Write the records out once more, exactly as they are given.
——————
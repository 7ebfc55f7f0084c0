//! Registered disaster victims
//!
//! A [`Person`] is created with a first name and an entry date and receives
//! its identifier from the registry's [`IdentitySequence`]. The entry date
//! and identifier never change afterwards; every other field is validated on
//! each write.

use chrono::NaiveDate;
use serde::{Deserialize, Serialize};
use std::fmt;
use std::str::FromStr;

use core_kernel::temporal::{ensure_not_after, parse_iso_date};
use core_kernel::{IdentitySequence, PersonId, SupplyId};

use crate::error::ReliefError;
use crate::medical::MedicalRecord;
use crate::supply::{self, Holder, Supply};

/// Accepted gender tokens
#[derive(Debug, Clone, Copy, PartialEq, Eq, Hash, Serialize, Deserialize)]
#[serde(rename_all = "lowercase")]
pub enum Gender {
    Male,
    Female,
    Other,
}

impl Gender {
    pub fn as_str(&self) -> &'static str {
        match self {
            Gender::Male => "male",
            Gender::Female => "female",
            Gender::Other => "other",
        }
    }
}

impl fmt::Display for Gender {
    fn fmt(&self, f: &mut fmt::Formatter<'_>) -> fmt::Result {
        f.write_str(self.as_str())
    }
}

impl FromStr for Gender {
    type Err = ReliefError;

    fn from_str(s: &str) -> Result<Self, Self::Err> {
        match s.to_ascii_lowercase().as_str() {
            "male" => Ok(Gender::Male),
            "female" => Ok(Gender::Female),
            "other" => Ok(Gender::Other),
            _ => Err(ReliefError::InvalidGender(s.to_string())),
        }
    }
}

/// A displaced individual registered at intake
#[derive(Debug, Serialize)]
pub struct Person {
    id: PersonId,
    first_name: String,
    last_name: Option<String>,
    date_of_birth: Option<NaiveDate>,
    gender: Option<Gender>,
    entry_date: NaiveDate,
    comments: Option<String>,
    family_group: Option<String>,
    medical_records: Vec<MedicalRecord>,
    supplies: Vec<Supply>,
}

impl Person {
    /// Registers a person with a first name and an entry date (`YYYY-MM-DD`)
    pub fn new(
        ids: &IdentitySequence,
        first_name: impl Into<String>,
        entry_date: &str,
    ) -> Result<Self, ReliefError> {
        let entry = parse_iso_date(entry_date)
            .map_err(|e| ReliefError::invalid_date("entry date", e))?;
        Self::from_dates(ids, first_name, entry, None)
    }

    /// Registers a person whose date of birth is known
    pub fn with_date_of_birth(
        ids: &IdentitySequence,
        first_name: impl Into<String>,
        entry_date: &str,
        date_of_birth: &str,
    ) -> Result<Self, ReliefError> {
        let entry = parse_iso_date(entry_date)
            .map_err(|e| ReliefError::invalid_date("entry date", e))?;
        let birth = parse_iso_date(date_of_birth)
            .map_err(|e| ReliefError::invalid_date("date of birth", e))?;
        Self::from_dates(ids, first_name, entry, Some(birth))
    }

    /// Registers a person from already-parsed dates.
    ///
    /// All checks run before an identifier is drawn, so a rejected person
    /// does not consume one.
    pub fn from_dates(
        ids: &IdentitySequence,
        first_name: impl Into<String>,
        entry_date: NaiveDate,
        date_of_birth: Option<NaiveDate>,
    ) -> Result<Self, ReliefError> {
        let first_name = first_name.into();
        if first_name.trim().is_empty() {
            return Err(ReliefError::MissingField("first name"));
        }
        if let Some(birth) = date_of_birth {
            check_birth(birth, entry_date)?;
        }

        Ok(Self {
            id: ids.next_id(),
            first_name,
            last_name: None,
            date_of_birth,
            gender: None,
            entry_date,
            comments: None,
            family_group: None,
            medical_records: Vec::new(),
            supplies: Vec::new(),
        })
    }

    pub fn id(&self) -> PersonId {
        self.id
    }

    pub fn first_name(&self) -> &str {
        &self.first_name
    }

    pub fn set_first_name(&mut self, first_name: impl Into<String>) -> Result<(), ReliefError> {
        let first_name = first_name.into();
        if first_name.trim().is_empty() {
            return Err(ReliefError::MissingField("first name"));
        }
        self.first_name = first_name;
        Ok(())
    }

    pub fn last_name(&self) -> Option<&str> {
        self.last_name.as_deref()
    }

    /// Blank last names are stored as absent
    pub fn set_last_name(&mut self, last_name: Option<String>) {
        self.last_name = last_name.filter(|name| !name.trim().is_empty());
    }

    /// First name followed by the last name when there is one
    pub fn full_name(&self) -> String {
        match &self.last_name {
            Some(last) => format!("{} {}", self.first_name, last),
            None => self.first_name.clone(),
        }
    }

    pub fn date_of_birth(&self) -> Option<NaiveDate> {
        self.date_of_birth
    }

    /// Sets the date of birth (`YYYY-MM-DD`), which may not fall after the
    /// entry date
    pub fn set_date_of_birth(&mut self, date_of_birth: &str) -> Result<(), ReliefError> {
        let birth = parse_iso_date(date_of_birth)
            .map_err(|e| ReliefError::invalid_date("date of birth", e))?;
        check_birth(birth, self.entry_date)?;
        self.date_of_birth = Some(birth);
        Ok(())
    }

    pub fn entry_date(&self) -> NaiveDate {
        self.entry_date
    }

    pub fn gender(&self) -> Option<Gender> {
        self.gender
    }

    /// Sets the gender from a case-insensitive token
    pub fn set_gender(&mut self, gender: &str) -> Result<(), ReliefError> {
        self.gender = Some(gender.parse()?);
        Ok(())
    }

    pub fn comments(&self) -> Option<&str> {
        self.comments.as_deref()
    }

    pub fn set_comments(&mut self, comments: impl Into<String>) {
        self.comments = Some(comments.into());
    }

    /// Identifier of the family group this person belongs to
    pub fn family_group(&self) -> Option<&str> {
        self.family_group.as_deref()
    }

    pub(crate) fn set_family_group(&mut self, group: Option<String>) {
        self.family_group = group;
    }

    /// Medical records in the order they were added
    pub fn medical_records(&self) -> &[MedicalRecord] {
        &self.medical_records
    }

    pub fn add_medical_record(&mut self, record: MedicalRecord) {
        self.medical_records.push(record);
    }

    /// Replaces every medical record
    pub fn set_medical_records(&mut self, records: Vec<MedicalRecord>) {
        self.medical_records = records;
    }

    /// Supplies currently held, in the order they were received
    pub fn supplies(&self) -> &[Supply] {
        &self.supplies
    }

    pub fn holds(&self, supply: SupplyId) -> bool {
        self.supplies.iter().any(|s| s.id() == supply)
    }

    /// Hands an unplaced supply to this person, stamping water with `today`
    pub fn add_supply(&mut self, supply: Supply, today: NaiveDate) {
        self.hold(supply, today);
    }

    /// Takes a supply back from this person
    pub fn remove_supply(&mut self, supply: SupplyId) -> Option<Supply> {
        supply::take_from(&mut self.supplies, supply)
    }

    pub(crate) fn hold(&mut self, mut supply: Supply, stamp: NaiveDate) {
        supply.enter(Holder::Person(self.id), Some(stamp));
        self.supplies.push(supply);
    }

    /// Drops every expired water unit, keeping the order of what remains,
    /// and returns the dropped units
    pub fn remove_expired_water(&mut self, today: NaiveDate) -> Vec<Supply> {
        let (expired, kept): (Vec<Supply>, Vec<Supply>) = std::mem::take(&mut self.supplies)
            .into_iter()
            .partition(|s| s.is_expired(today));
        self.supplies = kept;
        expired
            .into_iter()
            .map(|mut s| {
                s.leave();
                s
            })
            .collect()
    }
}

fn check_birth(birth: NaiveDate, entry: NaiveDate) -> Result<(), ReliefError> {
    ensure_not_after(birth, entry).map_err(|_| ReliefError::BirthAfterEntry {
        date_of_birth: birth,
        entry_date: entry,
    })
}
——————
Finished task =
repository 7ebfc55f7f0084c0
//! Registered disaster victims
//!
//! A [`Person`] is created with a first name and an entry date and receives
//! its identifier from the registry's [`IdentitySequence`]. The entry date
//! and identifier never change afterwards; every other field is validated on
//! each write.

use chrono::NaiveDate;
use serde::{Deserialize, Serialize};
use std::fmt;
use std::str::FromStr;

use core_kernel::temporal::{ensure_not_after, parse_iso_date};
use core_kernel::{IdentitySequence, PersonId, SupplyId};

use crate::error::ReliefError;
use crate::medical::MedicalRecord;
use crate::supply::{self, Holder, Supply};

/// Accepted gender tokens
#[derive(Debug, Clone, Copy, PartialEq, Eq, Hash, Serialize, Deserialize)]
#[serde(rename_all = "lowercase")]
pub enum Gender {
    Male,
    Female,
    Other,
}

impl Gender {
    pub fn as_str(&self) -> &'static str {
        match self {
            Gender::Male => "male",
            Gender::Female => "female",
            Gender::Other => "other",
        }
    }
}

impl fmt::Display for Gender {
    fn fmt(&self, f: &mut fmt::Formatter<'_>) -> fmt::Result {
        f.write_str(self.as_str())
    }
}

impl FromStr for Gender {
    type Err = ReliefError;

    fn from_str(s: &str) -> Result<Self, Self::Err> {
        match s.to_ascii_lowercase().as_str() {
            "male" => Ok(Gender::Male),
            "female" => Ok(Gender::Female),
            "other" => Ok(Gender::Other),
            _ => Err(ReliefError::InvalidGender(s.to_string())),
        }
    }
}

/// A displaced individual registered at intake
#[derive(Debug, Serialize)]
pub struct Person {
    id: PersonId,
    first_name: String,
    last_name: Option<String>,
    date_of_birth: Option<NaiveDate>,
    gender: Option<Gender>,
    entry_date: NaiveDate,
    comments: Option<String>,
    family_group: Option<String>,
    medical_records: Vec<MedicalRecord>,
    supplies: Vec<Supply>,
}

impl Person {
    /// Registers a person with a first name and an entry date (`YYYY-MM-DD`)
    pub fn new(
        ids: &IdentitySequence,
        first_name: impl Into<String>,
        entry_date: &str,
    ) -> Result<Self, ReliefError> {
        let entry = parse_iso_date(entry_date)
            .map_err(|e| ReliefError::invalid_date("entry date", e))?;
        Self::from_dates(ids, first_name, entry, None)
    }

    /// Registers a person whose date of birth is known
    pub fn with_date_of_birth(
        ids: &IdentitySequence,
        first_name: impl Into<String>,
        entry_date: &str,
        date_of_birth: &str,
    ) -> Result<Self, ReliefError> {
        let entry = parse_iso_date(entry_date)
            .map_err(|e| ReliefError::invalid_date("entry date", e))?;
        let birth = parse_iso_date(date_of_birth)
            .map_err(|e| ReliefError::invalid_date("date of birth", e))?;
        Self::from_dates(ids, first_name, entry, Some(birth))
    }

    /// Registers a person from already-parsed dates.
    ///
    /// All checks run before an identifier is drawn, so a rejected person
    /// does not consume one.
    pub fn from_dates(
        ids: &IdentitySequence,
        first_name: impl Into<String>,
        entry_date: NaiveDate,
        date_of_birth: Option<NaiveDate>,
    ) -> Result<Self, ReliefError> {
        let first_name = first_name.into();
        if first_name.trim().is_empty() {
            return Err(ReliefError::MissingField("first name"));
        }
        if let Some(birth) = date_of_birth {
            check_birth(birth, entry_date)?;
        }

        Ok(Self {
            id: ids.next_id(),
            first_name,
            last_name: None,
            date_of_birth,
            gender: None,
            entry_date,
            comments: None,
            family_group: None,
            medical_records: Vec::new(),
            supplies: Vec::new(),
        })
    }

    pub fn id(&self) -> PersonId {
        self.id
    }

    pub fn first_name(&self) -> &str {
        &self.first_name
    }

    pub fn set_first_name(&mut self, first_name: impl Into<String>) -> Result<(), ReliefError> {
        let first_name = first_name.into();
        if first_name.trim().is_empty() {
            return Err(ReliefError::MissingField("first name"));
        }
        self.first_name = first_name;
        Ok(())
    }

    pub fn last_name(&self) -> Option<&str> {
        self.last_name.as_deref()
    }

    /// Blank last names are stored as absent
    pub fn set_last_name(&mut self, last_name: Option<String>) {
        self.last_name = last_name.filter(|name| !name.trim().is_empty());
    }

    /// First name followed by the last name when there is one
    pub fn full_name(&self) -> String {
        match &self.last_name {
            Some(last) => format!("{} {}", self.first_name, last),
            None => self.first_name.clone(),
        }
    }

    pub fn date_of_birth(&self) -> Option<NaiveDate> {
        self.date_of_birth
    }

    /// Sets the date of birth (`YYYY-MM-DD`), which may not fall after the
    /// entry date
    pub fn set_date_of_birth(&mut self, date_of_birth: &str) -> Result<(), ReliefError> {
        let birth = parse_iso_date(date_of_birth)
            .map_err(|e| ReliefError::invalid_date("date of birth", e))?;
        check_birth(birth, self.entry_date)?;
        self.date_of_birth = Some(birth);
        Ok(())
    }

    pub fn entry_date(&self) -> NaiveDate {
        self.entry_date
    }

    pub fn gender(&self) -> Option<Gender> {
        self.gender
    }

    /// Sets the gender from a case-insensitive token
    pub fn set_gender(&mut self, gender: &str) -> Result<(), ReliefError> {
        self.gender = Some(gender.parse()?);
        Ok(())
    }

    pub fn comments(&self) -> Option<&str> {
        self.comments.as_deref()
    }

    pub fn set_comments(&mut self, comments: impl Into<String>) {
        self.comments = Some(comments.into());
    }

    /// Identifier of the family group this person belongs to
    pub fn family_group(&self) -> Option<&str> {
        self.family_group.as_deref()
    }

    pub(crate) fn set_family_group(&mut self, group: Option<String>) {
        self.family_group = group;
    }

    /// Medical records in the order they were added
    pub fn medical_records(&self) -> &[MedicalRecord] {
        &self.medical_records
    }

    pub fn add_medical_record(&mut self, record: MedicalRecord) {
        self.medical_records.push(record);
    }

    /// Replaces every medical record
    pub fn set_medical_records(&mut self, records: Vec<MedicalRecord>) {
        self.medical_records = records;
    }

    /// Supplies currently held, in the order they were received
    pub fn supplies(&self) -> &[Supply] {
        &self.supplies
    }

    pub fn holds(&self, supply: SupplyId) -> bool {
        self.supplies.iter().any(|s| s.id() == supply)
    }

    /// Hands an unplaced supply to this person, stamping water with `today`
    pub fn add_supply(&mut self, supply: Supply, today: NaiveDate) {
        self.hold(supply, today);
    }

    /// Takes a supply back from this person
    pub fn remove_supply(&mut self, supply: SupplyId) -> Option<Supply> {
        supply::take_from(&mut self.supplies, supply)
    }

    pub(crate) fn hold(&mut self, mut supply: Supply, stamp: NaiveDate) {
        supply.enter(Holder::Person(self.id), Some(stamp));
        self.supplies.push(supply);
    }

    /// Drops every expired water unit, keeping the order of what remains,
    /// and returns the dropped units
    pub fn remove_expired_water(&mut self, today: NaiveDate) -> Vec<Supply> {
        let (expired, kept): (Vec<Supply>, Vec<Supply>) = std::mem::take(&mut self.supplies)
            .into_iter()
            .partition(|s| s.is_expired(today));
        self.supplies = kept;
        expired
            .into_iter()
            .map(|mut s| {
                s.leave();
                s
            })
            .collect()
    }
}

fn check_birth(birth: NaiveDate, entry: NaiveDate) -> Result<(), ReliefError> {
    ensure_not_after(birth, entry).map_err(|_| ReliefError::BirthAfterEntry {
        date_of_birth: birth,
        entry_date: entry,
    })
}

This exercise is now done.